- Patients must be between 2 and 17 years of age
- Patients must have a clinical diagnosis of DS confirmed by the Epilepsy Study Consortium, Inc. (ESCI)
- Patient must experience the required number of major motor seizures during the 6-week Observation Period. Major motor seizure types included are Seizure types included in counts are Hemiclonic, Focal with Motor Signs, Focal to Bilateral Tonic-Clonic, Generalized Tonic-Clonic, Tonic, Tonic/Atonic (Drop Attacks with fall or risk of fall), and Bilateral Clonic.
- Patient must have used at least 2 prior interventions for seizures. These can include anti-seizure medications (ASMs), ketogenic diet and/or vagus nerve stimulation (VNS) with either lack of adequate seizure control or discontinued due to an AE(s). These interventions can be ongoing therapies.
Detailed eligibility will be discussed when reaching out to the study team.
Dravet syndrome is a severe form of epilepsy (a brain disorder that causes seizures). There are several types of therapies available to help reduce the number of seizures. However, even with treatment using current anti-seizure therapies, the number of seizures may not be reduced enough, and seizures may still happen.
This study will look at a possible new investigational therapy for Dravet syndrome, called zorevunersen (STK-001). Investigational means that zorevunersen is not approved by the U.S. Food and Drug Adminstration (FDA).

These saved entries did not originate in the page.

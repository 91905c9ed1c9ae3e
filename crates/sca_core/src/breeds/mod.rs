//! Breed catalog used to validate cats at creation time.
//!
//! # Responsibility
//! - Define the catalog contract consumed by the cat service.
//! - Provide a time-bounded read-through cache over a breed source.
//!
//! # Invariants
//! - Cached breeds are served only until the TTL expires; the next read
//!   refreshes transparently.
//! - A failed refresh is reported as an error, never as "unknown breed".

mod catalog;
mod http;

pub use catalog::{
    Breed, BreedCatalog, BreedCatalogError, BreedSource, CachedBreedCatalog, StaticBreedSource,
    DEFAULT_BREED_CACHE_TTL,
};
pub use http::{HttpBreedSource, DEFAULT_BREED_API_BASE_URL};
//! Mission and target models.
//!
//! # Responsibility
//! - Define the mission aggregate and its owned targets.
//! - Define caller-facing inputs for target creation and mutation.
//!
//! # Invariants
//! - `targets` holds between 0 and [`MAX_TARGETS_PER_MISSION`] entries.
//! - Target names are unique within one mission (exact, case-sensitive).
//! - A completed mission's `assigned_cat` and `targets` never change.

use super::cat::CatId;
use super::completion::Completion;
use serde::{Deserialize, Serialize};
use uuid::Uuid;

pub type MissionId = Uuid;
pub type TargetId = Uuid;

/// Upper bound on targets a mission may hold over its lifetime.
pub const MAX_TARGETS_PER_MISSION: usize = 3;

/// Mission aggregate with its targets in insertion order.
#[derive(Debug, Clone, PartialEq, Eq, Serialize, Deserialize)]
pub struct Mission {
    pub id: MissionId,
    pub assigned_cat: Option<CatId>,
    pub state: Completion,
    pub targets: Vec<Target>,
    /// Epoch ms creation timestamp.
    pub created_at: i64,
    /// Epoch ms update timestamp.
    pub updated_at: i64,
}

impl Mission {
    pub fn is_completed(&self) -> bool {
        self.state.is_completed()
    }

    pub fn target(&self, target_id: TargetId) -> Option<&Target> {
        self.targets.iter().find(|target| target.id == target_id)
    }
}

/// Objective owned by exactly one mission.
#[derive(Debug, Clone, PartialEq, Eq, Serialize, Deserialize)]
pub struct Target {
    pub id: TargetId,
    pub mission_id: MissionId,
    pub name: String,
    pub country: String,
    /// Free text; frozen once the target completes.
    pub notes: String,
    pub state: Completion,
    /// Epoch ms creation timestamp.
    pub created_at: i64,
    /// Epoch ms update timestamp.
    pub updated_at: i64,
}

impl Target {
    pub fn is_completed(&self) -> bool {
        self.state.is_completed()
    }
}

/// Caller input for one new target.
#[derive(Debug, Clone, PartialEq, Eq, Serialize, Deserialize)]
pub struct TargetDraft {
    pub name: String,
    pub country: String,
    #[serde(default)]
    pub notes: String,
}

impl TargetDraft {
    pub fn new(name: impl Into<String>, country: impl Into<String>) -> Self {
        Self {
            name: name.into(),
            country: country.into(),
            notes: String::new(),
        }
    }

    pub fn with_notes(mut self, notes: impl Into<String>) -> Self {
        self.notes = notes.into();
        self
    }
}

/// Caller input for one target mutation.
///
/// `notes: None` leaves notes untouched. `complete: false` leaves the
/// completion state untouched; there is no way to reopen a target.
#[derive(Debug, Clone, Default, PartialEq, Eq, Serialize, Deserialize)]
pub struct TargetUpdate {
    #[serde(default)]
    pub notes: Option<String>,
    #[serde(default)]
    pub complete: bool,
}

impl TargetUpdate {
    pub fn notes(notes: impl Into<String>) -> Self {
        Self {
            notes: Some(notes.into()),
            complete: false,
        }
    }

    pub fn complete() -> Self {
        Self {
            notes: None,
            complete: true,
        }
    }
}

The main purposes of this study are to:
• evaluate the effect of the study drug on how often children with Dravet syndrome have seizures
• see if/how the study drug effects the damage caused by Dravet syndrome, including behavioral and developmental delays, and difficulties in language and speech
• evaluate how long the study drug may reduce the frequency of seizures in children and adolescents with Dravet syndrome (called “durability”)
• see how safe the study drug is in children and adolescents and how well a child can handle receiving it (called “tolerability”)
* This involves checking for side effects, vital signs, overall health, movement and balance, and heart rhythm among other safety checks
*how the participant’s immune system (body’s defense system) responds to the study drug.
• look at how the study drug is taken up and broken down by the body (called “pharmacokinetics” or PK).
The EMPEROR Study is split into 2 parts: The baseline period and the study treatment period.
In the baseline period, the participant and their caregiver will visit the study center up to 3 times. During these visits, the study doctor will perform assessments and collect health information about the participant. This information will help to decide whether the study is right for them. If the decision is made to join the study, participants will begin the 6-week observation period (part of the baseline period). There will be no change to the participant’s current anti-seizure medicine or treatment during the observation period. During the 6-week observation period, caregivers will collect information about participants’ motor seizures at home. This information will help us check again if the study is right for the participant.
In the study treatment period, participants and their caregivers will need to visit the study center up to 7 times. This will include 4 visits (Visit 1, Visit 3, Visit 4, and Visit 6) where the participant will receive a lumbar puncture. The participant and their caregiver will then visit the study center 3 additional times for follow-up visits to check the participant’s health. There will also be about 11 phone calls or virtual visits with the study team.